Perhaps the story of Romeo and Juliet doesn’t have to end in tragedy after all.
At least not for the frogs who go by the same names as those famous star-crossed lovers.
Still, avoiding a tragic ending for these special frogs hasn’t been easy. The species almost went extinct forever.
Romeo is a Sehuencas water frog (Telmatobius yuracare), an aquatic species unique to the cloud forests of Bolivia, that for the last decade, was known as the “world’s loneliest frog.”
He had been living all alone in an enclosure at the Museo de Historia Natural Alcide d’Orbigny in Bolivia. A team of scientist had brought him into captivity in 2008 with the hopes of creating a conservation breeding program for his species because they were witnessing amphibian population crashes in the region due to a deadly pathogen called chytrid, habitat loss, pollution and climate change.

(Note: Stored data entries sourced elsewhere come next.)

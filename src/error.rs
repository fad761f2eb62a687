//! Error types for the logmon pipeline.

use std::io;
use std::result;
use thiserror::Error;

use crate::clf::DecodeError;

/// A specialized Result type for logmon operations.
pub type Result<T> = result::Result<T, Error>;

/// The error type for logmon operations.
///
/// Only input, decode, output and setup failures surface here. Records with
/// missing or out-of-order timestamps are not errors and never reach this type.
#[derive(Error, Debug)]
pub enum Error {
    /// Reading the input stream failed
    #[error("failed to read line: {0}")]
    Read(#[source] io::Error),

    /// A line could not be decoded as a Common Log Format record
    #[error("failed to parse line {line:?}: {source}")]
    Decode {
        line: String,
        #[source]
        source: DecodeError,
    },

    /// Writing a summary or alert to the sink failed
    #[error("failed to write summary: {0}")]
    Write(#[source] io::Error),

    /// Configuration errors
    #[error("Configuration error: {0}")]
    Config(String),

    /// Task or runtime failures
    #[error("Runtime error: {0}")]
    Runtime(String),

    /// Serialization errors from the JSON sink
    #[error("Serialization error: {0}")]
    Serialization(#[from] serde_json::Error),
}

impl Error {
    /// Create a configuration error
    pub fn config<S: Into<String>>(msg: S) -> Self {
        Error::Config(msg.into())
    }

    /// The pipeline stage the error originated from.
    pub fn stage(&self) -> &'static str {
        match self {
            Error::Read(_) => "read",
            Error::Decode { .. } => "decode",
            Error::Write(_) | Error::Serialization(_) => "write",
            Error::Config(_) => "config",
            Error::Runtime(_) => "runtime",
        }
    }
}

impl From<config::ConfigError> for Error {
    fn from(err: config::ConfigError) -> Self {
        Error::Config(err.to_string())
    }
}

“The decline in this species was sudden and somewhat unexpected,” explains Christopher Jordan, the Central America and Tropical Andes Coordinator for Global Wildlife Conservation (GWC). “By the time biologists realized there was a problem, the species was already very difficult to find.”
Photo by Thiago Garcia.
In the 10 years since Romeo’s capture in the wild, no biologist was able to find a single other Seheuncas water frog in the wild. They began to fear that Romeo was the last living member of his species.
For years, Romeo called out for a mate from his enclosure. Then in 2017, he stopped. Fearing he’d lost hope, his museum caretakers knew they had to try and do something.
So in February 2018, just before Valentines Day, GWS, Match and the Bolivian Amphibian Initiative launched an international campaign (along with a Match profile and a Romeo twitter account) to raise $15,000 for scientific expeditions into the Bolivian cloud forests to make a desperate search for a girlfriend.
And it worked.
People all over the world fell in love with Romeo and rallied to help save his species. Romeo became a local star in his hometown of Cochabamba — and around the world too.
Before long, the campaign raised $25,000 from people in more than 32 countries — enough to fund several field expeditions.
And as soon as the Bolivian rainy season began (when the frogs are more likely to be spotted swimming in streams), a team of researchers embarked on their first search expeditions. They spent whole days scouring rivers and streams, then camped overnight in the cold, rainy forests.
And then finally, they found frogs.
Juliet with Teresa Camacho Badani.
To be precise, they found five: three males and two females.
“I could not believe it,” says Teresa Camacho, the leader of these expeditions who is also head of the herpetology department at the Natural History museum where Romeo calls home. “Seeing one of these frogs in the wild after 10 years was wonderful — even more so after having seen Romeo alone for so long.”
Back at the museum, the team built special habitats for their new residents and began monitoring them carefully before introducing them to Romeo.
They have to make sure that these frogs haven’t been exposed to the deadly disease that has wiped out much of the species and that they are healthy. “We want to make sure that nothing we do harms the frogs at the Museum and will thus [we] take every precautionary measure necessary before introducing Romeo and Juliet.”
But so far, says Teresa, “Romeo’s friends are doing well and eating well” and they plan to keep all of Romeo and Juliet’s supporters updated on when the romantic meeting will happen and how it goes.
The team still has four remaining expeditions ahead in search of more frogs — but their success so far is great news for the species.
The plan is to try to learn as much as possible about the distribution of the species, their ecology and whether frogs are developing a resistance to disease. They also plan to launch a conservation breeding program if they can get Romeo and Juliet to mate, which will hopefully result in a reintroduction program for the species.
Of course, there is still a lot of research and work that needs to be done before they get to that stage, but finding the frogs has given new hope to the scientists.
“In the context of the current mass extinction that we humans are causing worldwide,” says Christopher Jordan, “Romeo and Juliet constitute a beacon of hope that show us that there is still time to protect the amazing diversity of life that we share with this planet."